La muerte del adolescente en Herrera coincide con el tramo final del proyecto de Ley Orgánica de la Policía Nacional, que podría quedar archivado si el Senado no lo aprueba antes del cierre de la legislatura.

Herrera, Santo Domingo Oeste.– La muerte del adolescente Darlin Mercado Reyes durante una intervención de la Policía Nacional en la cañada de Guajimía ha vuelto a poner bajo escrutinio el proceso de reforma policial, justo cuando el proyecto de Ley Orgánica de la institución enfrenta el riesgo de perimir en el Congreso.

La iniciativa, depositada el 8 de diciembre de 2025, permanece bajo estudio de una comisión especial del Senado y deberá ser aprobada antes del 26 de julio para evitar que caduque con el cierre de la actual legislatura ordinaria.

El caso ha reabierto el debate sobre los mecanismos de supervisión de los agentes, los protocolos para el uso de la fuerza y la necesidad de fortalecer los controles internos dentro de la Policía Nacional. La situación ha cobrado mayor relevancia luego de que trascendiera que el cabo José Francisco Moreta Heredia, imputado por la muerte del menor, registraba dos suspensiones previas dentro de la institución.

Uno de los aspectos centrales del proyecto de ley plantea que las evaluaciones de salud mental de los agentes no se limiten al proceso de ingreso, sino que formen parte de un seguimiento permanente durante toda la carrera policial.

El artículo 177 establece que los miembros de la Policía Nacional deberán someterse a evaluaciones de salud mental, como mínimo, cada dos años, además de revisiones especiales cuando participen en hechos traumáticos o hagan uso de la fuerza en el ejercicio de sus funciones.

Asimismo, la propuesta contempla sanciones para los agentes que se nieguen injustificadamente a someterse a pruebas de confiabilidad destinadas a verificar su capacidad psicofísica para el servicio.

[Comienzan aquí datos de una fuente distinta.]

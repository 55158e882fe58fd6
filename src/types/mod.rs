//! Core types for the comment store.

pub mod comment;
pub mod conversation;

pub use comment::{
    sort_canonical, AuthorId, Comment, CommentId, NewComment, PostId, ValidationError,
};
pub use conversation::{Conversation, ConversationNode, Walk};
use armory::arch::{Architecture, Register};
use armory::emulator::MemoryRegion;
use armory::Emulator;
use criterion::{black_box, criterion_group, criterion_main, Criterion};

fn make_emulator() -> Emulator {
    // NOP; NOP; ADDS R0, R0, #1; SUBS R0, R0, #1; BX LR, looped by the
    // bench harness rather than by branch instructions in the image.
    let code = [0x00, 0xbf, 0x00, 0xbf, 0x01, 0x30, 0x01, 0x38, 0x70, 0x47];
    let mut flash = MemoryRegion::flash(0x0800_0000, 0x1000);
    flash.load(0x0800_0000, &code).unwrap();
    let ram = MemoryRegion::ram(0x2000_0000, 0x1000);
    let mut emulator = Emulator::new(Architecture::ARMv7M, flash, ram);
    emulator.cpu.registers.set_pc_raw(0x0800_0000);
    emulator.cpu.registers.write(Register::SP, 0x2000_1000);
    emulator.cpu.registers.write(Register::LR, 0x0800_0008);
    emulator
}

fn criterion_benchmark(c: &mut Criterion) {
    let mut group = c.benchmark_group("Emulator");

    group.bench_function("single_step", |b| {
        b.iter_batched(make_emulator, |mut emulator| black_box(emulator.step()), criterion::BatchSize::SmallInput);
    });

    group.bench_function("run_to_end_address", |b| {
        b.iter_batched(make_emulator, |mut emulator| black_box(emulator.emulate(0x0800_0008)), criterion::BatchSize::SmallInput);
    });

    group.bench_function("fork", |b| {
        let emulator = make_emulator();
        b.iter(|| black_box(emulator.fork()));
    });

    group.finish();
}

criterion_group!(benches, criterion_benchmark);
criterion_main!(benches);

De acuerdo con los artículos 227 y 231 del proyecto, esa conducta puede ser considerada una falta muy grave y, si existe intención dolosa, acarrear la destitución del miembro policial.

La muerte de Darlin Mercado Reyes ha vuelto a colocar estos planteamientos en el centro de la discusión pública, al evidenciar cuestionamientos sobre la supervisión de agentes con antecedentes disciplinarios, la aplicación de los protocolos operativos y los mecanismos institucionales para prevenir el uso indebido de la fuerza.

Mientras el Ministerio Público y la Policía Nacional continúan las investigaciones sobre el caso, el futuro de la reforma dependerá de la decisión que adopte el Senado en los próximos días, en un contexto marcado por renovadas exigencias de cambios estructurales dentro de la institución policial.